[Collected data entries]
◆ ◆ ◆ ◆ ◆ ◆ ◆

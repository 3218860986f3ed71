//! Compressor: dynamics processing for the tape-loop master bus.
//!
//! Feed-forward peak compressor with threshold, ratio, soft knee, attack and
//! release, modelled on the WebAudio DynamicsCompressorNode.

use crate::config::TapeDeckConfig;

/// A mono dynamics compressor.
#[derive(Debug, Clone)]
pub struct Compressor {
    /// Threshold in dB (typical: -50 to 0).
    pub threshold: f64,
    /// Compression ratio (e.g., 4.0 = 4:1 compression).
    pub ratio: f64,
    /// Knee width in dB (0 = hard knee, higher = softer transition).
    pub knee: f64,
    /// Makeup gain in dB.
    pub makeup_gain: f64,

    attack_coef: f64,
    release_coef: f64,
    envelope: f64,
}

impl Compressor {
    pub fn new(sample_rate: f64, threshold: f64, knee: f64, ratio: f64, attack: f64, release: f64) -> Self {
        Compressor {
            threshold: threshold.clamp(-100.0, 0.0),
            ratio: ratio.clamp(1.0, 20.0),
            knee: knee.clamp(0.0, 40.0),
            makeup_gain: 0.0,
            attack_coef: Self::time_coef(attack.clamp(0.0001, 1.0), sample_rate),
            release_coef: Self::time_coef(release.clamp(0.001, 5.0), sample_rate),
            envelope: 0.0,
        }
    }

    /// Compressor configured from the tape deck's master-bus settings.
    pub fn from_config(sample_rate: f64, config: &TapeDeckConfig) -> Self {
        Self::new(
            sample_rate,
            config.compressor_threshold,
            config.compressor_knee,
            config.compressor_ratio,
            config.compressor_attack,
            config.compressor_release,
        )
    }

    fn time_coef(seconds: f64, sample_rate: f64) -> f64 {
        (-1.0 / (seconds * sample_rate)).exp()
    }

    #[inline]
    fn linear_to_db(linear: f64) -> f64 {
        if linear <= 0.0 {
            -120.0
        } else {
            20.0 * linear.log10()
        }
    }

    #[inline]
    fn db_to_linear(db: f64) -> f64 {
        10.0_f64.powf(db / 20.0)
    }

    /// Gain change in dB (≤ 0) for an input level in dB.
    #[inline]
    fn compute_gain(&self, input_db: f64) -> f64 {
        let slope = 1.0 - 1.0 / self.ratio;
        if self.knee <= 0.0 {
            if input_db <= self.threshold {
                0.0
            } else {
                (self.threshold - input_db) * slope
            }
        } else {
            let half_knee = self.knee / 2.0;
            let knee_start = self.threshold - half_knee;
            let knee_end = self.threshold + half_knee;

            if input_db <= knee_start {
                0.0
            } else if input_db >= knee_end {
                (self.threshold - input_db) * slope
            } else {
                // Quadratic blend across the knee.
                let x = input_db - knee_start;
                -slope * x * x / (2.0 * self.knee)
            }
        }
    }

    #[inline]
    pub fn process(&mut self, input: f64) -> f64 {
        let level = input.abs();
        let coef = if level > self.envelope {
            self.attack_coef
        } else {
            self.release_coef
        };
        self.envelope = coef * self.envelope + (1.0 - coef) * level;

        let gain_db = self.compute_gain(Self::linear_to_db(self.envelope)) + self.makeup_gain;
        input * Self::db_to_linear(gain_db)
    }

    pub fn reset(&mut self) {
        self.envelope = 0.0;
    }

    /// Current gain reduction in dB (for metering).
    pub fn gain_reduction(&self) -> f64 {
        -self.compute_gain(Self::linear_to_db(self.envelope))
    }
}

◆ ◆ ◆ ◆ ◆ ◆ ◆

The entries shown above must be restated word for word.

repository 3218860986f3ed71
//! Compressor: dynamics processing for the tape-loop master bus.
//!
//! Feed-forward peak compressor with threshold, ratio, soft knee, attack and
//! release, modelled on the WebAudio DynamicsCompressorNode.

use crate::config::TapeDeckConfig;

/// A mono dynamics compressor.
#[derive(Debug, Clone)]
pub struct Compressor {
    /// Threshold in dB (typical: -50 to 0).
    pub threshold: f64,
    /// Compression ratio (e.g., 4.0 = 4:1 compression).
    pub ratio: f64,
    /// Knee width in dB (0 = hard knee, higher = softer transition).
    pub knee: f64,
    /// Makeup gain in dB.
    pub makeup_gain: f64,

    attack_coef: f64,
    release_coef: f64,
    envelope: f64,
}

impl Compressor {
    pub fn new(sample_rate: f64, threshold: f64, knee: f64, ratio: f64, attack: f64, release: f64) -> Self {
        Compressor {
            threshold: threshold.clamp(-100.0, 0.0),
            ratio: ratio.clamp(1.0, 20.0),
            knee: knee.clamp(0.0, 40.0),
            makeup_gain: 0.0,
            attack_coef: Self::time_coef(attack.clamp(0.0001, 1.0), sample_rate),
            release_coef: Self::time_coef(release.clamp(0.001, 5.0), sample_rate),
            envelope: 0.0,
        }
    }

    /// Compressor configured from the tape deck's master-bus settings.
    pub fn from_config(sample_rate: f64, config: &TapeDeckConfig) -> Self {
        Self::new(
            sample_rate,
            config.compressor_threshold,
            config.compressor_knee,
            config.compressor_ratio,
            config.compressor_attack,
            config.compressor_release,
        )
    }

    fn time_coef(seconds: f64, sample_rate: f64) -> f64 {
        (-1.0 / (seconds * sample_rate)).exp()
    }

    #[inline]
    fn linear_to_db(linear: f64) -> f64 {
        if linear <= 0.0 {
            -120.0
        } else {
            20.0 * linear.log10()
        }
    }

    #[inline]
    fn db_to_linear(db: f64) -> f64 {
        10.0_f64.powf(db / 20.0)
    }

    /// Gain change in dB (≤ 0) for an input level in dB.
    #[inline]
    fn compute_gain(&self, input_db: f64) -> f64 {
        let slope = 1.0 - 1.0 / self.ratio;
        if self.knee <= 0.0 {
            if input_db <= self.threshold {
                0.0
            } else {
                (self.threshold - input_db) * slope
            }
        } else {
            let half_knee = self.knee / 2.0;
            let knee_start = self.threshold - half_knee;
            let knee_end = self.threshold + half_knee;

            if input_db <= knee_start {
                0.0
            } else if input_db >= knee_end {
                (self.threshold - input_db) * slope
            } else {
                // Quadratic blend across the knee.
                let x = input_db - knee_start;
                -slope * x * x / (2.0 * self.knee)
            }
        }
    }

    #[inline]
    pub fn process(&mut self, input: f64) -> f64 {
        let level = input.abs();
        let coef = if level > self.envelope {
            self.attack_coef
        } else {
            self.release_coef
        };
        self.envelope = coef * self.envelope + (1.0 - coef) * level;

        let gain_db = self.compute_gain(Self::linear_to_db(self.envelope)) + self.makeup_gain;
        input * Self::db_to_linear(gain_db)
    }

    pub fn reset(&mut self) {
        self.envelope = 0.0;
    }

    /// Current gain reduction in dB (for metering).
    pub fn gain_reduction(&self) -> f64 {
        -self.compute_gain(Self::linear_to_db(self.envelope))
    }
}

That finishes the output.